=== Begin Enclosure ===
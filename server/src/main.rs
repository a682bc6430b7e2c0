mod config;
mod routes;
mod services;
mod state;

#[tokio::main]
async fn main() {
    let _ = dotenvy::dotenv();
    tracing_subscriber::fmt::init();

    let config = config::ProxyConfig::from_env().expect("invalid proxy configuration");
    let upstream = services::upstream::UpstreamClient::new(&config).expect("upstream client init failed");
    tracing::info!(upstream = upstream.base_url(), timeout = ?config.request_timeout, "upstream configured");

    let state = state::AppState::new(upstream);
    let app = routes::app(state);

    let port = config.port;
    let listener = tokio::net::TcpListener::bind(format!("0.0.0.0:{port}"))
        .await
        .expect("failed to bind");

    tracing::info!(%port, "sampling proxy listening");
    axum::serve(listener, app).await.expect("server failed");
}
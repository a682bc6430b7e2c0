//! Route guards for authenticated and guest-only pages.
//!
//! SYSTEM CONTEXT
//! ==============
//! A page wraps itself in a guard and calls `evaluate` every time the session
//! changes. The guard answers what to render, and on the first settled
//! session it makes its one access decision, which may be a redirect.
//!
//! DESIGN
//! ======
//! The one-decision-per-mount rule is the `Checking -> Checked` transition:
//! once `Checked`, re-renders never redirect again, which rules out redirect
//! loops driven by unrelated state changes. A fresh mount is a fresh guard.

#[cfg(test)]
#[path = "guard_test.rs"]
mod guard_test;

use super::navigator::Navigator;
use crate::paths;
use crate::state::session::SessionState;

#[derive(Clone, Copy, Debug, PartialEq, Eq)]
pub enum GuardDecision {
    Allow,
    Redirected,
}

#[derive(Clone, Copy, Debug, Default, PartialEq, Eq)]
pub enum GuardPhase {
    #[default]
    Checking,
    Checked(GuardDecision),
}

/// What the guarded page should show right now.
#[derive(Clone, Debug, PartialEq, Eq)]
pub enum GuardView {
    Nothing,
    Error(String),
    Children,
}

pub trait RouteGuard {
    fn phase(&self) -> GuardPhase;

    /// Decide (once) and report what to render for `session`.
    fn evaluate(&mut self, session: &SessionState, navigator: &dyn Navigator) -> GuardView;
}

// =============================================================================
// AUTH GUARD
// =============================================================================

/// Pages that require a signed-in user.
#[derive(Debug, Default)]
pub struct AuthGuard {
    phase: GuardPhase,
}

impl AuthGuard {
    #[must_use]
    pub fn new() -> Self {
        Self::default()
    }
}

impl RouteGuard for AuthGuard {
    fn phase(&self) -> GuardPhase {
        self.phase
    }

    fn evaluate(&mut self, session: &SessionState, navigator: &dyn Navigator) -> GuardView {
        if session.is_loading() {
            return GuardView::Nothing;
        }

        if self.phase == GuardPhase::Checking {
            let decision = if session.user().is_none() && session.error().is_none() {
                tracing::debug!("user is not signed in; redirecting to sign-in");
                navigator.replace(paths::auth::SIGN_IN);
                GuardDecision::Redirected
            } else {
                GuardDecision::Allow
            };
            self.phase = GuardPhase::Checked(decision);
        }

        match session {
            SessionState::Unauthenticated(Some(error)) => GuardView::Error(error.clone()),
            SessionState::Authenticated(_) => GuardView::Children,
            _ => GuardView::Nothing,
        }
    }
}

// =============================================================================
// GUEST GUARD
// =============================================================================

/// Pages only for visitors who are not signed in (sign-in, sign-up).
#[derive(Debug, Default)]
pub struct GuestGuard {
    phase: GuardPhase,
}

impl GuestGuard {
    #[must_use]
    pub fn new() -> Self {
        Self::default()
    }
}

impl RouteGuard for GuestGuard {
    fn phase(&self) -> GuardPhase {
        self.phase
    }

    fn evaluate(&mut self, session: &SessionState, navigator: &dyn Navigator) -> GuardView {
        if self.phase == GuardPhase::Checking {
            if session.is_loading() {
                return GuardView::Nothing;
            }
            let decision = if session.error().is_none() && session.user().is_some() {
                tracing::debug!("user is signed in; redirecting to dashboard");
                navigator.replace(paths::dashboard::OVERVIEW);
                GuardDecision::Redirected
            } else {
                GuardDecision::Allow
            };
            self.phase = GuardPhase::Checked(decision);
        }

        match (self.phase, session.error()) {
            (GuardPhase::Checked(GuardDecision::Allow), Some(error)) => GuardView::Error(error.to_owned()),
            (GuardPhase::Checked(GuardDecision::Allow), None) => GuardView::Children,
            _ => GuardView::Nothing,
        }
    }
}
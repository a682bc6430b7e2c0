//! Router assembly.
//!
//! SYSTEM CONTEXT
//! ==============
//! Every `/api/...` route forwards to the same path on the sampling backend
//! (minus the `/api` prefix for the auth pair) and relays the reply. Routes
//! differ only in what they do when the backend misbehaves.

pub mod auth;
pub mod feedback;
pub mod taxi;
pub mod userlist;

#[cfg(test)]
pub(crate) mod test_support;

use axum::Router;
use axum::http::{HeaderMap, StatusCode, header::AUTHORIZATION};
use axum::response::{IntoResponse, Json, Response};
use axum::routing::{get, post};
use serde_json::{Value, json};
use tower_http::cors::{Any, CorsLayer};
use tower_http::trace::TraceLayer;

use crate::services::upstream::{UpstreamError, UpstreamReply};
use crate::state::AppState;

pub fn app(state: AppState) -> Router {
    let cors = CorsLayer::new()
        .allow_origin(Any)
        .allow_methods(Any)
        .allow_headers(Any);

    Router::new()
        .route("/api/auth/login", post(auth::login))
        .route("/api/auth/register", post(auth::register))
        .route("/api/taxi", get(taxi::list).post(taxi::create))
        .route("/api/taxi/register", post(taxi::register))
        .route("/api/taxi/{taxi_number}", get(taxi::search))
        .route("/api/feedback", get(feedback::list).post(feedback::submit))
        .route("/api/userlist", get(userlist::list))
        .route("/healthz", get(healthz))
        .layer(cors)
        .layer(TraceLayer::new_for_http())
        .with_state(state)
}

async fn healthz() -> StatusCode {
    StatusCode::OK
}

// =============================================================================
// HELPERS
// =============================================================================

/// Incoming `Authorization` header, forwarded verbatim when present.
pub(crate) fn authorization(headers: &HeaderMap) -> Option<&str> {
    headers.get(AUTHORIZATION).and_then(|v| v.to_str().ok())
}

/// Parse a raw request body as JSON.
pub(crate) fn parse_body(raw: &[u8]) -> Result<Value, serde_json::Error> {
    serde_json::from_slice(raw)
}

pub(crate) fn error_body(status: StatusCode, message: impl Into<String>) -> Response {
    (status, Json(json!({ "error": message.into() }))).into_response()
}

/// Relay an upstream reply's status and JSON body, or a 500 with `failure`
/// when the request failed or the reply is not JSON.
pub(crate) fn relay(result: Result<UpstreamReply, UpstreamError>, failure: &str) -> Response {
    match result.and_then(|reply| reply.json().map(|body| (reply.status, body))) {
        Ok((status, body)) => (status, Json(body)).into_response(),
        Err(e) => {
            tracing::error!(error = %e, "{failure}");
            error_body(StatusCode::INTERNAL_SERVER_ERROR, failure)
        }
    }
}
=== End Enclosure ===
Your reply must repeat the entries above exactly and in full.

SOLUTION TO THIS PROBLEM
filename server/src/main.rs
repository a682bc6430b7e2c0
mod config;
mod routes;
mod services;
mod state;

#[tokio::main]
async fn main() {
    let _ = dotenvy::dotenv();
    tracing_subscriber::fmt::init();

    let config = config::ProxyConfig::from_env().expect("invalid proxy configuration");
    let upstream = services::upstream::UpstreamClient::new(&config).expect("upstream client init failed");
    tracing::info!(upstream = upstream.base_url(), timeout = ?config.request_timeout, "upstream configured");

    let state = state::AppState::new(upstream);
    let app = routes::app(state);

    let port = config.port;
    let listener = tokio::net::TcpListener::bind(format!("0.0.0.0:{port}"))
        .await
        .expect("failed to bind");

    tracing::info!(%port, "sampling proxy listening");
    axum::serve(listener, app).await.expect("server failed");
}
repository a682bc6430b7e2c0
//! Route guards for authenticated and guest-only pages.
//!
//! SYSTEM CONTEXT
//! ==============
//! A page wraps itself in a guard and calls `evaluate` every time the session
//! changes. The guard answers what to render, and on the first settled
//! session it makes its one access decision, which may be a redirect.
//!
//! DESIGN
//! ======
//! The one-decision-per-mount rule is the `Checking -> Checked` transition:
//! once `Checked`, re-renders never redirect again, which rules out redirect
//! loops driven by unrelated state changes. A fresh mount is a fresh guard.

#[cfg(test)]
#[path = "guard_test.rs"]
mod guard_test;

use super::navigator::Navigator;
use crate::paths;
use crate::state::session::SessionState;

#[derive(Clone, Copy, Debug, PartialEq, Eq)]
pub enum GuardDecision {
    Allow,
    Redirected,
}

#[derive(Clone, Copy, Debug, Default, PartialEq, Eq)]
pub enum GuardPhase {
    #[default]
    Checking,
    Checked(GuardDecision),
}

/// What the guarded page should show right now.
#[derive(Clone, Debug, PartialEq, Eq)]
pub enum GuardView {
    Nothing,
    Error(String),
    Children,
}

pub trait RouteGuard {
    fn phase(&self) -> GuardPhase;

    /// Decide (once) and report what to render for `session`.
    fn evaluate(&mut self, session: &SessionState, navigator: &dyn Navigator) -> GuardView;
}

// =============================================================================
// AUTH GUARD
// =============================================================================

/// Pages that require a signed-in user.
#[derive(Debug, Default)]
pub struct AuthGuard {
    phase: GuardPhase,
}

impl AuthGuard {
    #[must_use]
    pub fn new() -> Self {
        Self::default()
    }
}

impl RouteGuard for AuthGuard {
    fn phase(&self) -> GuardPhase {
        self.phase
    }

    fn evaluate(&mut self, session: &SessionState, navigator: &dyn Navigator) -> GuardView {
        if session.is_loading() {
            return GuardView::Nothing;
        }

        if self.phase == GuardPhase::Checking {
            let decision = if session.user().is_none() && session.error().is_none() {
                tracing::debug!("user is not signed in; redirecting to sign-in");
                navigator.replace(paths::auth::SIGN_IN);
                GuardDecision::Redirected
            } else {
                GuardDecision::Allow
            };
            self.phase = GuardPhase::Checked(decision);
        }

        match session {
            SessionState::Unauthenticated(Some(error)) => GuardView::Error(error.clone()),
            SessionState::Authenticated(_) => GuardView::Children,
            _ => GuardView::Nothing,
        }
    }
}

// =============================================================================
// GUEST GUARD
// =============================================================================

/// Pages only for visitors who are not signed in (sign-in, sign-up).
#[derive(Debug, Default)]
pub struct GuestGuard {
    phase: GuardPhase,
}

impl GuestGuard {
    #[must_use]
    pub fn new() -> Self {
        Self::default()
    }
}

impl RouteGuard for GuestGuard {
    fn phase(&self) -> GuardPhase {
        self.phase
    }

    fn evaluate(&mut self, session: &SessionState, navigator: &dyn Navigator) -> GuardView {
        if self.phase == GuardPhase::Checking {
            if session.is_loading() {
                return GuardView::Nothing;
            }
            let decision = if session.error().is_none() && session.user().is_some() {
                tracing::debug!("user is signed in; redirecting to dashboard");
                navigator.replace(paths::dashboard::OVERVIEW);
                GuardDecision::Redirected
            } else {
                GuardDecision::Allow
            };
            self.phase = GuardPhase::Checked(decision);
        }

        match (self.phase, session.error()) {
            (GuardPhase::Checked(GuardDecision::Allow), Some(error)) => GuardView::Error(error.to_owned()),
            (GuardPhase::Checked(GuardDecision::Allow), None) => GuardView::Children,
            _ => GuardView::Nothing,
        }
    }
}
repository a682bc6430b7e2c0
//! Router assembly.
//!
//! SYSTEM CONTEXT
//! ==============
//! Every `/api/...` route forwards to the same path on the sampling backend
//! (minus the `/api` prefix for the auth pair) and relays the reply. Routes
//! differ only in what they do when the backend misbehaves.

pub mod auth;
pub mod feedback;
pub mod taxi;
pub mod userlist;

#[cfg(test)]
pub(crate) mod test_support;

use axum::Router;
use axum::http::{HeaderMap, StatusCode, header::AUTHORIZATION};
use axum::response::{IntoResponse, Json, Response};
use axum::routing::{get, post};
use serde_json::{Value, json};
use tower_http::cors::{Any, CorsLayer};
use tower_http::trace::TraceLayer;

use crate::services::upstream::{UpstreamError, UpstreamReply};
use crate::state::AppState;

pub fn app(state: AppState) -> Router {
    let cors = CorsLayer::new()
        .allow_origin(Any)
        .allow_methods(Any)
        .allow_headers(Any);

    Router::new()
        .route("/api/auth/login", post(auth::login))
        .route("/api/auth/register", post(auth::register))
        .route("/api/taxi", get(taxi::list).post(taxi::create))
        .route("/api/taxi/register", post(taxi::register))
        .route("/api/taxi/{taxi_number}", get(taxi::search))
        .route("/api/feedback", get(feedback::list).post(feedback::submit))
        .route("/api/userlist", get(userlist::list))
        .route("/healthz", get(healthz))
        .layer(cors)
        .layer(TraceLayer::new_for_http())
        .with_state(state)
}

async fn healthz() -> StatusCode {
    StatusCode::OK
}

// =============================================================================
// HELPERS
// =============================================================================

/// Incoming `Authorization` header, forwarded verbatim when present.
pub(crate) fn authorization(headers: &HeaderMap) -> Option<&str> {
    headers.get(AUTHORIZATION).and_then(|v| v.to_str().ok())
}

/// Parse a raw request body as JSON.
pub(crate) fn parse_body(raw: &[u8]) -> Result<Value, serde_json::Error> {
    serde_json::from_slice(raw)
}

pub(crate) fn error_body(status: StatusCode, message: impl Into<String>) -> Response {
    (status, Json(json!({ "error": message.into() }))).into_response()
}

/// Relay an upstream reply's status and JSON body, or a 500 with `failure`
/// when the request failed or the reply is not JSON.
pub(crate) fn relay(result: Result<UpstreamReply, UpstreamError>, failure: &str) -> Response {
    match result.and_then(|reply| reply.json().map(|body| (reply.status, body))) {
        Ok((status, body)) => (status, Json(body)).into_response(),
        Err(e) => {
            tracing::error!(error = %e, "{failure}");
            error_body(StatusCode::INTERNAL_SERVER_ERROR, failure)
        }
    }
}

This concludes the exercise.